始祖の巨人はもう知っていると思いますが、全ての巨人を操る。言わば、巨人の王です。

そんな、巨人を保有するレイス家がマリアを破壊されたとき、出てこなかったのは『不戦の契り』があるからみたいですが、そもそも既にレイス家が所有していなかった可能性もあるでしょう」

 

「……確かに…その強盗に襲われたときに、食われていたのかもしれない」

 

「はい。マリアが破壊されたときに出てこなかった理由は、もう今となっては分かりませんが、そう考えれば辻褄は合います」

 

 ついでにオレはもう一つの情報を提供しておく。

 

「それと、獣の巨人と戦闘になり、戦闘不能にまで追い込んだ時、奴はグリシャと呻いていました」

 

「獣が⁉え…グリシャ!?た、偶々じゃないのか?」

 

「いや、名前と獣との関係を聞いた」

 

「そ、そしたら…?」

 

「イェーガーで、獣との関係は父だった」

 

「は、はあ⁉どういうことだよ」

 

「おじさんは外から来た。腹違いの兄なんじゃないか?」

 

「獣が…?」

 

「キヨンが前に言ってたことはこれ?」

 

 ミカサがそう聞いてくる。

 

「ああ。だが今はそれはいい。重要なのは、おじさんが外から来た目的は何だったのかだ。
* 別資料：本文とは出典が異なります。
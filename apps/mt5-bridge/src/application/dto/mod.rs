//! Data Transfer Objects (DTOs)
//!
//! Use case inputs and outputs.

mod trade_dto;

pub use trade_dto::{
    AccountStatus, CloseAllReport, ClosePartialCommand, ModifyPositionCommand,
    OpenPositionCommand, OpenPositionOutcome,
};
//! Trade DTOs

use rust_decimal::Decimal;
use serde::{Deserialize, Serialize};

use crate::application::ports::TradeResult;
use crate::domain::shared::{Symbol, Ticket};
use crate::domain::trading::{FillMode, StopLevels, TradeSide};

/// Open a market position.
#[derive(Debug, Clone, PartialEq, Eq)]
pub struct OpenPositionCommand {
    /// Instrument.
    pub symbol: Symbol,
    /// Direction.
    pub side: TradeSide,
    /// Requested lots (validated by the use case).
    pub volume: Decimal,
    /// Requested stops, corrected before submission.
    pub stops: StopLevels,
}

/// Close part of an open position.
#[derive(Debug, Clone, PartialEq, Eq)]
pub struct ClosePartialCommand {
    /// Instrument.
    pub symbol: Symbol,
    /// Lots to close.
    pub volume: Decimal,
    /// Target position, if the caller knows it.
    pub ticket: Option<Ticket>,
}

/// Change stop-loss / take-profit of an open position.
#[derive(Debug, Clone, PartialEq, Eq)]
pub struct ModifyPositionCommand {
    /// Instrument.
    pub symbol: Symbol,
    /// New levels; unset ones keep the current value.
    pub stops: StopLevels,
    /// Target position, if the caller knows it.
    pub ticket: Option<Ticket>,
}

/// Outcome of a successful open.
#[derive(Debug, Clone, PartialEq, Eq, Serialize, Deserialize)]
pub struct OpenPositionOutcome {
    /// Filling policy the terminal accepted.
    pub fill_mode: FillMode,
    /// Terminal result.
    pub result: TradeResult,
}

/// Tickets closed and not closed by close-all.
#[derive(Debug, Clone, Default, PartialEq, Eq, Serialize, Deserialize)]
pub struct CloseAllReport {
    /// Closed positions.
    pub closed: Vec<Ticket>,
    /// Positions that could not be closed.
    pub failed: Vec<Ticket>,
}

impl CloseAllReport {
    /// Number of closed positions.
    #[must_use]
    pub fn total_closed(&self) -> usize {
        self.closed.len()
    }

    /// No position was open.
    #[must_use]
    pub fn is_empty(&self) -> bool {
        self.closed.is_empty() && self.failed.is_empty()
    }
}

/// Terminal account status.
#[derive(Debug, Clone, PartialEq, Eq, Serialize, Deserialize)]
#[serde(tag = "status", rename_all = "lowercase")]
pub enum AccountStatus {
    /// Logged in.
    Connected {
        /// Balance in account currency.
        balance: Decimal,
        /// Account number.
        login: u64,
        /// Trade server.
        server: String,
    },
    /// Not logged in.
    Disconnected {
        /// Terminal's last error.
        error: String,
    },
}

impl AccountStatus {
    /// Whether the account is reachable.
    #[must_use]
    pub const fn is_connected(&self) -> bool {
        matches!(self, Self::Connected { .. })
    }
}
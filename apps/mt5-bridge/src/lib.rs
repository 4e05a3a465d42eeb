// Allow unwrap/expect in tests - tests should panic on unexpected errors
// Allow test-specific patterns and pedantic lints in test code
#![cfg_attr(
    test,
    allow(
        clippy::unwrap_used,
        clippy::expect_used,
        clippy::float_cmp,
        clippy::significant_drop_tightening,
        clippy::too_many_lines,
        clippy::needless_pass_by_value,
        clippy::items_after_statements,
        clippy::panic
    )
)]

//! MT5 Bridge - Rust Core Library
//!
//! Local HTTP bridge that forwards trade instructions to a MetaTrader 5 terminal.
//!
//! # Architecture (Clean Architecture + DDD + Hexagonal)
//!
//! ## Layers (inside → outside)
//!
//! - **Domain**: Trading rules with no I/O
//!   - `trading`: Order requests, fill modes, retcodes, stop correction, position selection
//!   - `session`: Terminal connection state
//!   - `shared`: Symbol, volume and ticket value objects
//!
//! - **Application**: Use cases and orchestration
//!   - `ports`: `TerminalPort`, the interface to the trading terminal
//!   - `services`: Connection manager, terminal gate, order submission
//!   - `use_cases`: `OpenPosition`, `ClosePartial`, `ModifyPosition`, `CloseAll`, `AccountStatus`
//!
//! - **Infrastructure**: Adapters (implementations)
//!   - `terminal`: Gateway and paper terminal adapters
//!   - `http`: Axum router, API key middleware
//!   - `config`: Environment configuration
//!
//! - **Observability**: Prometheus metrics

#![forbid(unsafe_code)]
#![warn(missing_docs)]
#![warn(clippy::pedantic)]

// =============================================================================
// Clean Architecture Layers
// =============================================================================

/// Domain layer - Trading rules with no external dependencies.
pub mod domain;

/// Application layer - Use cases and port definitions.
pub mod application;

/// Infrastructure layer - Adapters and external integrations.
pub mod infrastructure;

/// Observability - Prometheus metrics.
pub mod observability;

// =============================================================================
// Re-exports from Clean Architecture
// =============================================================================

// Domain re-exports
pub use domain::shared::{DomainError, Symbol, Ticket, Volume};
pub use domain::trading::{
    FillMode, OrderRequest, PositionSelection, PositionSnapshot, StopLevels, TradeRetcode,
    TradeSide,
};

// Application re-exports
pub use application::ports::{
    AccountInfo, Credentials, SymbolInfo, TerminalError, TerminalPort, Tick, TradeResult,
};
pub use application::services::{ConnectionManager, TerminalGate};
pub use application::use_cases::{
    AccountStatusUseCase, CloseAllUseCase, ClosePartialUseCase, ModifyPositionUseCase,
    OpenPositionUseCase,
};
pub use application::{TradeError, TradeSettings};

// Infrastructure re-exports
pub use infrastructure::config::{BridgeConfig, ConfigError, TerminalMode};
pub use infrastructure::http::{AppState, create_router};
pub use infrastructure::terminal::{GatewayConfig, GatewayTerminal, PaperTerminal};
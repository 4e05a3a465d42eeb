//! Trade request action.

use serde::{Deserialize, Serialize};

/// Kind of trade request sent to the terminal.
#[derive(Debug, Clone, Copy, PartialEq, Eq, Hash, Serialize, Deserialize)]
#[serde(rename_all = "SCREAMING_SNAKE_CASE")]
pub enum TradeAction {
    /// Market deal (open, or close when linked to a position).
    Deal,
    /// Modify stop-loss/take-profit of an open position.
    Sltp,
}

impl TradeAction {
    /// Terminal `TRADE_ACTION_*` code.
    #[must_use]
    pub const fn code(&self) -> u8 {
        match self {
            Self::Deal => 1,
            Self::Sltp => 6,
        }
    }
}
記憶を無くしていたと、キース教官から聞いたが、おじさんの行動から何か目的があって行動しているのは確かだ」

 

「なるほど…そして、エレンの父がエレンに託したことに意味があるのか…」

 

「はい。おじさんは明らかに巨人に関して詳しい。オレ達の…アニですら知らないことを知っている。何の目的もなく、人を殺すわけが無いし、大人しくエレンに食われたわけではない。」

 

「ああ…その通りだよ」

 

「うん…おじさんが目的なく人を殺したりしない…」

 

 アルミンとミカサが頷く。

 

「始祖の巨人を所持しているレイス家が、ただの盗賊に殺されたというのも納得がいかない。
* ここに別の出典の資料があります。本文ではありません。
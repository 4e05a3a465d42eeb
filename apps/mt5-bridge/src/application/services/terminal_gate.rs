//! Serialized access to the terminal session.
//!
//! The terminal API is not safe for interleaved request sequences, so every
//! sequence (connect check, lookups, submissions) runs while holding the gate.

use tokio::sync::{Mutex, MutexGuard};

use super::connection_manager::ConnectionManager;
use crate::application::errors::TradeError;
use crate::application::ports::TerminalPort;

/// Exclusive session handle; the gate stays locked while it lives.
pub type TerminalSession<'a, T> = MutexGuard<'a, ConnectionManager<T>>;

/// Single lock around the terminal session.
pub struct TerminalGate<T: TerminalPort> {
    session: Mutex<ConnectionManager<T>>,
}

impl<T: TerminalPort> TerminalGate<T> {
    /// Wrap a connection manager.
    pub fn new(manager: ConnectionManager<T>) -> Self {
        Self {
            session: Mutex::new(manager),
        }
    }

    /// Lock the session without checking the connection.
    pub async fn lock(&self) -> TerminalSession<'_, T> {
        self.session.lock().await
    }

    /// Lock the session and make sure it is connected.
    ///
    /// # Errors
    ///
    /// Returns [`TradeError::Connectivity`] with the terminal's last error
    /// when the session cannot be (re-)established.
    pub async fn acquire(&self) -> Result<TerminalSession<'_, T>, TradeError> {
        let mut session = self.session.lock().await;
        if session.ensure_connected(false).await {
            Ok(session)
        } else {
            Err(TradeError::Connectivity {
                last_error: session.last_error_message().await,
            })
        }
    }

    /// Whether the session was connected after its last check.
    pub async fn is_connected(&self) -> bool {
        self.session.lock().await.state().is_connected()
    }
}
//! Resource algebra for the muster scheduler.
//!
//! A [`ResourceBag`] is a semantic vector of named resource scalars (CPU,
//! RAM, disk, ports). Bags support componentwise addition, filtering by
//! predicate, and the dominance ordering used to rank preemption victims.
//!
//! # Invariants
//!
//! - All operations are pure; a bag is never mutated in place by the algebra.
//! - Missing components are treated as zero everywhere.
//! - [`dominance_compare`] is a total preorder: incomparable vectors (mixed
//!   signs) report as equal, which keeps stable sorts stable.

use std::cmp::Ordering;
use std::collections::BTreeMap;

use serde::{Deserialize, Serialize};

/// A kind of schedulable resource.
///
/// Revocable CPU is tracked as its own kind: it is compressible and cannot
/// back a non-revocable claim, so consumers routinely filter it out.
#[derive(Debug, Clone, Copy, PartialEq, Eq, PartialOrd, Ord, Hash, Serialize, Deserialize)]
#[serde(rename_all = "snake_case")]
pub enum ResourceKind {
    Cpus,
    RevocableCpus,
    RamMb,
    DiskMb,
    Ports,
}

impl ResourceKind {
    /// Returns true for kinds the cluster may reclaim at any time.
    pub fn is_revocable(self) -> bool {
        matches!(self, Self::RevocableCpus)
    }

    pub fn as_str(self) -> &'static str {
        match self {
            Self::Cpus => "cpus",
            Self::RevocableCpus => "revocable_cpus",
            Self::RamMb => "ram_mb",
            Self::DiskMb => "disk_mb",
            Self::Ports => "ports",
        }
    }

    pub fn from_str(s: &str) -> Option<Self> {
        match s {
            "cpus" => Some(Self::Cpus),
            "revocable_cpus" => Some(Self::RevocableCpus),
            "ram_mb" => Some(Self::RamMb),
            "disk_mb" => Some(Self::DiskMb),
            "ports" => Some(Self::Ports),
            _ => None,
        }
    }
}

/// A vector of resource amounts keyed by [`ResourceKind`].
#[derive(Debug, Clone, Default, PartialEq, Serialize, Deserialize)]
pub struct ResourceBag(BTreeMap<ResourceKind, f64>);

impl ResourceBag {
    /// The empty bag: every component is zero.
    pub fn empty() -> Self {
        Self(BTreeMap::new())
    }

    /// Returns true when no component is present.
    pub fn is_empty(&self) -> bool {
        self.0.is_empty()
    }

    /// The amount of a single resource kind, zero when absent.
    pub fn value_of(&self, kind: ResourceKind) -> f64 {
        self.0.get(&kind).copied().unwrap_or(0.0)
    }

    /// Componentwise sum of two bags.
    pub fn add(&self, other: &ResourceBag) -> ResourceBag {
        let mut sum = self.0.clone();
        for (kind, amount) in &other.0 {
            *sum.entry(*kind).or_insert(0.0) += amount;
        }
        ResourceBag(sum)
    }

    /// A bag containing only the components matching the predicate.
    pub fn filter(&self, mut predicate: impl FnMut(ResourceKind) -> bool) -> ResourceBag {
        ResourceBag(
            self.0
                .iter()
                .filter(|(kind, _)| predicate(**kind))
                .map(|(kind, amount)| (*kind, *amount))
                .collect(),
        )
    }

    /// Drops revocable components, keeping the keys with a zero amount so the
    /// bag still spans the same dimensions.
    pub fn strip_revocable(&self) -> ResourceBag {
        ResourceBag(
            self.0
                .iter()
                .map(|(kind, amount)| {
                    let amount = if kind.is_revocable() { 0.0 } else { *amount };
                    (*kind, amount)
                })
                .collect(),
        )
    }

    /// Only the components the cluster will not reclaim.
    pub fn non_revocable(&self) -> ResourceBag {
        self.filter(|kind| !kind.is_revocable())
    }

    /// Iterates over `(kind, amount)` pairs in kind order.
    pub fn iter(&self) -> impl Iterator<Item = (ResourceKind, f64)> + '_ {
        self.0.iter().map(|(kind, amount)| (*kind, *amount))
    }
}

impl<const N: usize> From<[(ResourceKind, f64); N]> for ResourceBag {
    fn from(entries: [(ResourceKind, f64); N]) -> Self {
        Self(entries.into_iter().collect())
    }
}

impl FromIterator<(ResourceKind, f64)> for ResourceBag {
    fn from_iter<I: IntoIterator<Item = (ResourceKind, f64)>>(iter: I) -> Self {
        Self(iter.into_iter().collect())
    }
}

/// Componentwise dominance ordering over the union of both key sets.
///
/// A bag is greater than another iff every component is greater or equal and
/// at least one is strictly greater. Bags with mixed componentwise signs are
/// incomparable and report as [`Ordering::Equal`], so the relation is a total
/// preorder usable with a stable sort: ties preserve input order.
///
/// Callers that want a different ranking (dominant-resource fairness, say)
/// can substitute any `fn(&ResourceBag, &ResourceBag) -> Ordering`.
pub fn dominance_compare(left: &ResourceBag, right: &ResourceBag) -> Ordering {
    let mut saw_greater = false;
    let mut saw_less = false;

    let keys = left.0.keys().chain(right.0.keys());
    for kind in keys {
        match left
            .value_of(*kind)
            .partial_cmp(&right.value_of(*kind))
            .unwrap_or(Ordering::Equal)
        {
            Ordering::Greater => saw_greater = true,
            Ordering::Less => saw_less = true,
            Ordering::Equal => {}
        }
    }

    match (saw_greater, saw_less) {
        (true, false) => Ordering::Greater,
        (false, true) => Ordering::Less,
        // All equal, or incomparable: both collapse to a tie.
        _ => Ordering::Equal,
    }
}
 しかし、同じ巨人なら可能性はある。能力を使う前に食べてしまったとか…それは分からないが。とにかく、おじさんが始祖を食べ、エレンに託したと考える方が、まだ納得はできる」

 

「つまり、レイス家からエレンの父へ、エレンの父からエレンへと『始祖の巨人』は渡ったと言うことか…」

 

 エルヴィン団長が確認のため簡潔に纏める。そして、こう続ける。

 

「しかしだ…エレンの父が何故、レイス家が所持していると知っていたのか、そして、その日も偶然ではないだろうな……それを知るためには」

 

 その通りだ。

 まだ謎は多い。

 なぜ、おじさんはその協会に始祖がいることを知っていたのか。

 なぜ、ロッド・レイスを除いたのか。

 

 いや…ロッド・レイスが生き残っているから、今、オレ達は壁内の巨人の謎に迫れたのかもしれない。
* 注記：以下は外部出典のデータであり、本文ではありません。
//! In-memory storage backend.
//!
//! The reference implementation of the storage contracts: plain maps, with
//! transactionality provided by snapshotting the whole state at `begin` and
//! restoring it on `rollback`. State is small (task records and update rows),
//! so the snapshot is cheap relative to the store I/O it stands in for.

use std::collections::{BTreeMap, BTreeSet};

use super::{
    AttributeStore, HostAttributes, SchedulerStore, ShardUpdateConfiguration, Storage,
    StorageResult, StoreProvider, TaskStore, UpdateStore,
};
use crate::query::TaskQuery;
use crate::task::ScheduledTask;

#[derive(Debug, Clone, Default)]
struct MemState {
    tasks: BTreeMap<String, ScheduledTask>,
    framework_id: Option<String>,
    updates: BTreeMap<(String, String), Vec<ShardUpdateConfiguration>>,
    host_attributes: BTreeMap<String, HostAttributes>,
}

/// Map-backed [`Storage`].
#[derive(Debug, Default)]
pub struct MemStorage {
    state: MemState,
    snapshot: Option<MemState>,
}

impl MemStorage {
    pub fn new() -> Self {
        Self::default()
    }
}

impl TaskStore for MemStorage {
    fn fetch_tasks(&self, query: &TaskQuery) -> StorageResult<Vec<ScheduledTask>> {
        Ok(self
            .state
            .tasks
            .values()
            .filter(|task| query.matches(task))
            .cloned()
            .collect())
    }

    fn fetch_task_ids(&self, query: &TaskQuery) -> StorageResult<BTreeSet<String>> {
        Ok(self
            .state
            .tasks
            .values()
            .filter(|task| query.matches(task))
            .map(|task| task.id().to_string())
            .collect())
    }

    fn save_tasks(&mut self, tasks: &[ScheduledTask]) -> StorageResult<()> {
        for task in tasks {
            self.state.tasks.insert(task.id().to_string(), task.clone());
        }
        Ok(())
    }

    fn mutate_tasks(
        &mut self,
        query: &TaskQuery,
        mutator: &mut dyn FnMut(&mut ScheduledTask),
    ) -> StorageResult<Vec<ScheduledTask>> {
        let mut mutated = Vec::new();
        for task in self.state.tasks.values_mut() {
            if query.matches(task) {
                mutator(task);
                mutated.push(task.clone());
            }
        }
        Ok(mutated)
    }

    fn remove_tasks(&mut self, task_ids: &BTreeSet<String>) -> StorageResult<()> {
        for id in task_ids {
            self.state.tasks.remove(id);
        }
        Ok(())
    }
}

impl SchedulerStore for MemStorage {
    fn fetch_framework_id(&self) -> StorageResult<Option<String>> {
        Ok(self.state.framework_id.clone())
    }

    fn save_framework_id(&mut self, framework_id: &str) -> StorageResult<()> {
        self.state.framework_id = Some(framework_id.to_string());
        Ok(())
    }
}

impl UpdateStore for MemStorage {
    fn fetch_shard_update_config(
        &self,
        role: &str,
        job: &str,
        shard_id: u32,
    ) -> StorageResult<Option<ShardUpdateConfiguration>> {
        Ok(self
            .state
            .updates
            .get(&(role.to_string(), job.to_string()))
            .and_then(|configs| {
                configs
                    .iter()
                    .find(|config| config.shard_id() == Some(shard_id))
                    .cloned()
            }))
    }

    fn fetch_shard_update_configs(
        &self,
        role: &str,
        job: &str,
    ) -> StorageResult<Vec<ShardUpdateConfiguration>> {
        Ok(self
            .state
            .updates
            .get(&(role.to_string(), job.to_string()))
            .cloned()
            .unwrap_or_default())
    }

    fn fetch_shard_update_configs_for(
        &self,
        role: &str,
        job: &str,
        shard_ids: &BTreeSet<u32>,
    ) -> StorageResult<Vec<ShardUpdateConfiguration>> {
        Ok(self
            .fetch_shard_update_configs(role, job)?
            .into_iter()
            .filter(|config| config.shard_id().is_some_and(|id| shard_ids.contains(&id)))
            .collect())
    }

    fn save_shard_update_configs(
        &mut self,
        role: &str,
        job: &str,
        configs: &[ShardUpdateConfiguration],
    ) -> StorageResult<()> {
        self.state
            .updates
            .entry((role.to_string(), job.to_string()))
            .or_default()
            .extend(configs.iter().cloned());
        Ok(())
    }

    fn remove_shard_update_configs(&mut self, role: &str, job: &str) -> StorageResult<()> {
        self.state
            .updates
            .remove(&(role.to_string(), job.to_string()));
        Ok(())
    }
}

impl AttributeStore for MemStorage {
    fn host_attributes(&self, host: &str) -> StorageResult<Option<HostAttributes>> {
        Ok(self.state.host_attributes.get(host).cloned())
    }

    fn save_host_attributes(&mut self, attributes: HostAttributes) -> StorageResult<()> {
        self.state
            .host_attributes
            .insert(attributes.host.clone(), attributes);
        Ok(())
    }
}

impl StoreProvider for MemStorage {
    fn task_store(&mut self) -> &mut dyn TaskStore {
        self
    }

    fn scheduler_store(&mut self) -> &mut dyn SchedulerStore {
        self
    }

    fn update_store(&mut self) -> &mut dyn UpdateStore {
        self
    }

    fn attribute_store(&self) -> &dyn AttributeStore {
        self
    }
}

impl Storage for MemStorage {
    fn prepare(&mut self) -> StorageResult<()> {
        Ok(())
    }

    fn begin(&mut self) -> StorageResult<()> {
        debug_assert!(self.snapshot.is_none(), "transaction already open");
        self.snapshot = Some(self.state.clone());
        Ok(())
    }

    fn commit(&mut self) -> StorageResult<()> {
        self.snapshot = None;
        Ok(())
    }

    fn rollback(&mut self) {
        if let Some(snapshot) = self.snapshot.take() {
            self.state = snapshot;
        }
    }

    fn provider(&mut self) -> &mut dyn StoreProvider {
        self
    }

    fn stop(&mut self) {}
}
 もし、そうなら、始祖が記憶を操れたようにエレンの能力は未来を見ているのかもしれない。

 今のところ、エレンは全く見れていないが…

 だが、未来が見えているとすると、色々と辻褄は合う。

 まず、オレはこの世界では異物だ。おじさんとの初対面の時に訝し気な目で見られたことも、未来にオレという存在が見えていなかったから、かもしれない。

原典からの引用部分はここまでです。